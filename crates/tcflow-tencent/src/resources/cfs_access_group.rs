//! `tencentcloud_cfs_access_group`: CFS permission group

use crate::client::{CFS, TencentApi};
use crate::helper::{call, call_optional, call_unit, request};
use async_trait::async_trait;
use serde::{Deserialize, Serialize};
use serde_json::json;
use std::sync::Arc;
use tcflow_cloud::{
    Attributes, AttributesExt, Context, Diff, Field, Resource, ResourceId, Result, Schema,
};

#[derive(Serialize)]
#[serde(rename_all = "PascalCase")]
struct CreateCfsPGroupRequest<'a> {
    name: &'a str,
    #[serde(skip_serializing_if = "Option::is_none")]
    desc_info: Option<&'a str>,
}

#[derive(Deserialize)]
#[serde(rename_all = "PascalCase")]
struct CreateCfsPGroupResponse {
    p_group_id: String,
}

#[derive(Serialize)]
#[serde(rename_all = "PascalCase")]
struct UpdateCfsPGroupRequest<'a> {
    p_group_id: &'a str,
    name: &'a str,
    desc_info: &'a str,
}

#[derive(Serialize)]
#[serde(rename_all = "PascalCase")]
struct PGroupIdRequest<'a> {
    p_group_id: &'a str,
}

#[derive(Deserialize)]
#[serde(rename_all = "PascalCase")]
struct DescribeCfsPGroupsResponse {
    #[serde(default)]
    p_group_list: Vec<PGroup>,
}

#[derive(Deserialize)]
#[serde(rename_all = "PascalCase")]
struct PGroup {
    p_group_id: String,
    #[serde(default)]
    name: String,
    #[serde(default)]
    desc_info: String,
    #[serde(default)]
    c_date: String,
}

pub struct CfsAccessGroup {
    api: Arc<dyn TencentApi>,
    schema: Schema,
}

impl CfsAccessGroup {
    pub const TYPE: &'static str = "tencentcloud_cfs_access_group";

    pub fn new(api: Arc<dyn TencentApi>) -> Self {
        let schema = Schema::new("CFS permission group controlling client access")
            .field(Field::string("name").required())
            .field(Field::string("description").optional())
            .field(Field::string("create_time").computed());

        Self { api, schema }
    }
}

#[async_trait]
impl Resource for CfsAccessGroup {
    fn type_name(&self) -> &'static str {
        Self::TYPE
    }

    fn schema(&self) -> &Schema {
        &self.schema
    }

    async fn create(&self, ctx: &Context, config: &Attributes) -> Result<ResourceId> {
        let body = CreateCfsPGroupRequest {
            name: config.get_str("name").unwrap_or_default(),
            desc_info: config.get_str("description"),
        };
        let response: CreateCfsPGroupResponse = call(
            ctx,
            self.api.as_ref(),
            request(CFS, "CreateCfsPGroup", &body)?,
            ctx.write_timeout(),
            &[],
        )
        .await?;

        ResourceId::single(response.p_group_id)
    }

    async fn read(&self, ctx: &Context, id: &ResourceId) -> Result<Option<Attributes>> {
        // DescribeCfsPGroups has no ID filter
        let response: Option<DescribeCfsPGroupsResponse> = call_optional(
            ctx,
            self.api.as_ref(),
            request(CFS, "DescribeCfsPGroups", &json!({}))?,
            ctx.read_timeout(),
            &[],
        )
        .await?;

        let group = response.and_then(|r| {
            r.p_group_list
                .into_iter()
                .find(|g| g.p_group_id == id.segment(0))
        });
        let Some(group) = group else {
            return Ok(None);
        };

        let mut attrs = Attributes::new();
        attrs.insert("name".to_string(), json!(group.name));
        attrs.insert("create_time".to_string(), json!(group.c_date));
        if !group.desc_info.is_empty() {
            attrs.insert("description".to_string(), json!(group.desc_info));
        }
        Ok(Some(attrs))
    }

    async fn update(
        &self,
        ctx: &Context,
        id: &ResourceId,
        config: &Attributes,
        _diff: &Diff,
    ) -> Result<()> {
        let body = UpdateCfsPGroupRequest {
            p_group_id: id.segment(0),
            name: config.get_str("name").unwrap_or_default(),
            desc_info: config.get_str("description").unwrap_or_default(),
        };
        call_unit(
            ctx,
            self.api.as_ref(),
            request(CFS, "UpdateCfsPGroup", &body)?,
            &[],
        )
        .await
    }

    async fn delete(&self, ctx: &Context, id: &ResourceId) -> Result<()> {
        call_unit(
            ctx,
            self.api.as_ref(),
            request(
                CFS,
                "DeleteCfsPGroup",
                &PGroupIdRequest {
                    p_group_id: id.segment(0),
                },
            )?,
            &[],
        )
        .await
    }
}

==

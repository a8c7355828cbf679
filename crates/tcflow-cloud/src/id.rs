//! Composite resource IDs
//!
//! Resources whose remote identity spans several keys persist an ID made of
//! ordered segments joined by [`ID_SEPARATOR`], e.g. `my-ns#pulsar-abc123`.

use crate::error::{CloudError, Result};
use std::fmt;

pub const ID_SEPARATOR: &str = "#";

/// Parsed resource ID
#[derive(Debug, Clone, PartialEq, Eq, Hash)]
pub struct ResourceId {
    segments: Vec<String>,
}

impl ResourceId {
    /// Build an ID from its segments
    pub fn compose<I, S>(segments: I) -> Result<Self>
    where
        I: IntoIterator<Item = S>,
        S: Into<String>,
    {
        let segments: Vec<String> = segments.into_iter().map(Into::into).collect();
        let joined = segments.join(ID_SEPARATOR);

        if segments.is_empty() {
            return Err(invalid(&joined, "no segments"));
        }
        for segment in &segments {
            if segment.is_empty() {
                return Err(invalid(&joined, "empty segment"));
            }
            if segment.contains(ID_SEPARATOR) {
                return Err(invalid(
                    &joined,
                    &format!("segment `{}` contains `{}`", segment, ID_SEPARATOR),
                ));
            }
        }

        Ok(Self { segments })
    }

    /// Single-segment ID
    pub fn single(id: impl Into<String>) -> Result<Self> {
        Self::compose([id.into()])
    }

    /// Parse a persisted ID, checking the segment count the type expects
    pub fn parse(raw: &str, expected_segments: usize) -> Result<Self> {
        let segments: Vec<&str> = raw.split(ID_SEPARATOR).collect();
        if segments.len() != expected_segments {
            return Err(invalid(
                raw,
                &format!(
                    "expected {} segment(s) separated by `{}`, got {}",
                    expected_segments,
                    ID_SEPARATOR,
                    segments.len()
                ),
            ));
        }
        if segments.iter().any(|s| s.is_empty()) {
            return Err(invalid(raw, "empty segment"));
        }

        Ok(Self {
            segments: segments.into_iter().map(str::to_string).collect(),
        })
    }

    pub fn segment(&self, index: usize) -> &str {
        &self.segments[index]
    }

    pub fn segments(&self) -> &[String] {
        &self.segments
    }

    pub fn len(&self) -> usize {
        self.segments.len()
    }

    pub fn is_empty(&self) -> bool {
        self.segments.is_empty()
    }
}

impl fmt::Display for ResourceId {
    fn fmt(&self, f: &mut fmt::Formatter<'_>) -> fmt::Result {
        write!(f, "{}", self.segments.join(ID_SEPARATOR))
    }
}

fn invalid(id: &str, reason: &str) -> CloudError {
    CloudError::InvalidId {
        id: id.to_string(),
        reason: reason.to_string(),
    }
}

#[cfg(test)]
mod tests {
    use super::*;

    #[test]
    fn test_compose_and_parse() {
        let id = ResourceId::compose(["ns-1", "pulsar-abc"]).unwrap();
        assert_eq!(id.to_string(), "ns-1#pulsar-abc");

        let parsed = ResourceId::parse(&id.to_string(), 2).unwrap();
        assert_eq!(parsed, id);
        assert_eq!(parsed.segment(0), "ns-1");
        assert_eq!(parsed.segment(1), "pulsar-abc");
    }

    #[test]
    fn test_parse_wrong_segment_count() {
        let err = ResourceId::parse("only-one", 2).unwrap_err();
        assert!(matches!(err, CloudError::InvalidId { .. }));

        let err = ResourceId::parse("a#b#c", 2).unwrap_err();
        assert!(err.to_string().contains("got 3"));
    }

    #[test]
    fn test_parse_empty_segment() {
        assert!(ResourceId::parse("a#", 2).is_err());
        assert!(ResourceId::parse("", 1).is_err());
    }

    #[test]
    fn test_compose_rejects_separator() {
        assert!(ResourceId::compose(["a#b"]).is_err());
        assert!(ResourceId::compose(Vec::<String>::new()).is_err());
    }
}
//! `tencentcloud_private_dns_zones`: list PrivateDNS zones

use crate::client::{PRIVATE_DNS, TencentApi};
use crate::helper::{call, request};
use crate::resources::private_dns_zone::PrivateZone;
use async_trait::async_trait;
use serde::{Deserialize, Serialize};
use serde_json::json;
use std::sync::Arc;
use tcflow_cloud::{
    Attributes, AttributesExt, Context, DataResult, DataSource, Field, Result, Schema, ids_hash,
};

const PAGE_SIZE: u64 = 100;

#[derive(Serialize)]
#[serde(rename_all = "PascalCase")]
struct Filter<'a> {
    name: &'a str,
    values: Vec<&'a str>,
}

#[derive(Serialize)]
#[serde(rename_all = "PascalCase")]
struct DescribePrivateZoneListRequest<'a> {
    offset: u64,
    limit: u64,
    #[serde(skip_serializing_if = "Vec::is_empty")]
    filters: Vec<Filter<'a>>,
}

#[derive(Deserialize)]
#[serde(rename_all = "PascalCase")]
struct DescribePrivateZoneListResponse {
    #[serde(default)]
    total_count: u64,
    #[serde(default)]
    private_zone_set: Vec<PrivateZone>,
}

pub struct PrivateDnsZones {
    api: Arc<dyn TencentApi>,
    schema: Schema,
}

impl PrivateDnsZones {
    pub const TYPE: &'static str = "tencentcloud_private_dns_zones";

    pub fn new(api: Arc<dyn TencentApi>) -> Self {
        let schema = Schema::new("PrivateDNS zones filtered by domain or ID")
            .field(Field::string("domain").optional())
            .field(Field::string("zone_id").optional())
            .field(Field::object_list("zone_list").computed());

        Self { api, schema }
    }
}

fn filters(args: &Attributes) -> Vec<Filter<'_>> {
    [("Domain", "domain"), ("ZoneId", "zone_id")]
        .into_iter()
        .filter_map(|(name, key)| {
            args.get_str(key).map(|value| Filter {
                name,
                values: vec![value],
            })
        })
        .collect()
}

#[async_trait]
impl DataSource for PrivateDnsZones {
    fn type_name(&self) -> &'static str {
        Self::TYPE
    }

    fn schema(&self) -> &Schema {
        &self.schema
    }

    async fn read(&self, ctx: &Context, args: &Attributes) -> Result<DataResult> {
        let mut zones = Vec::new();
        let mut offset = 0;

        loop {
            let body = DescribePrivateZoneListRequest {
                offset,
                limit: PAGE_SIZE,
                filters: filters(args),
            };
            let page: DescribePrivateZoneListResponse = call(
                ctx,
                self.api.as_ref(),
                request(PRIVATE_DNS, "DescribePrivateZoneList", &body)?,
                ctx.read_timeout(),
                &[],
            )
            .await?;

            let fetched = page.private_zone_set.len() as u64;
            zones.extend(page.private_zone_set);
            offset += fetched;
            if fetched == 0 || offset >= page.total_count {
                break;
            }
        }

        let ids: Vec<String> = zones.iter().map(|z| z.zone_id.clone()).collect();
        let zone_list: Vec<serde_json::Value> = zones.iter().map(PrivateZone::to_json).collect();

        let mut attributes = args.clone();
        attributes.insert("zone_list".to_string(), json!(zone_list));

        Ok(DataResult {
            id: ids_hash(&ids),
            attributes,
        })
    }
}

▸ **What you need to do**
Filter the records down to the lines containing the word "permission", and copy those.

▸ **Output below**
//! `tencentcloud_cfs_access_group`: CFS permission group
        let schema = Schema::new("CFS permission group controlling client access")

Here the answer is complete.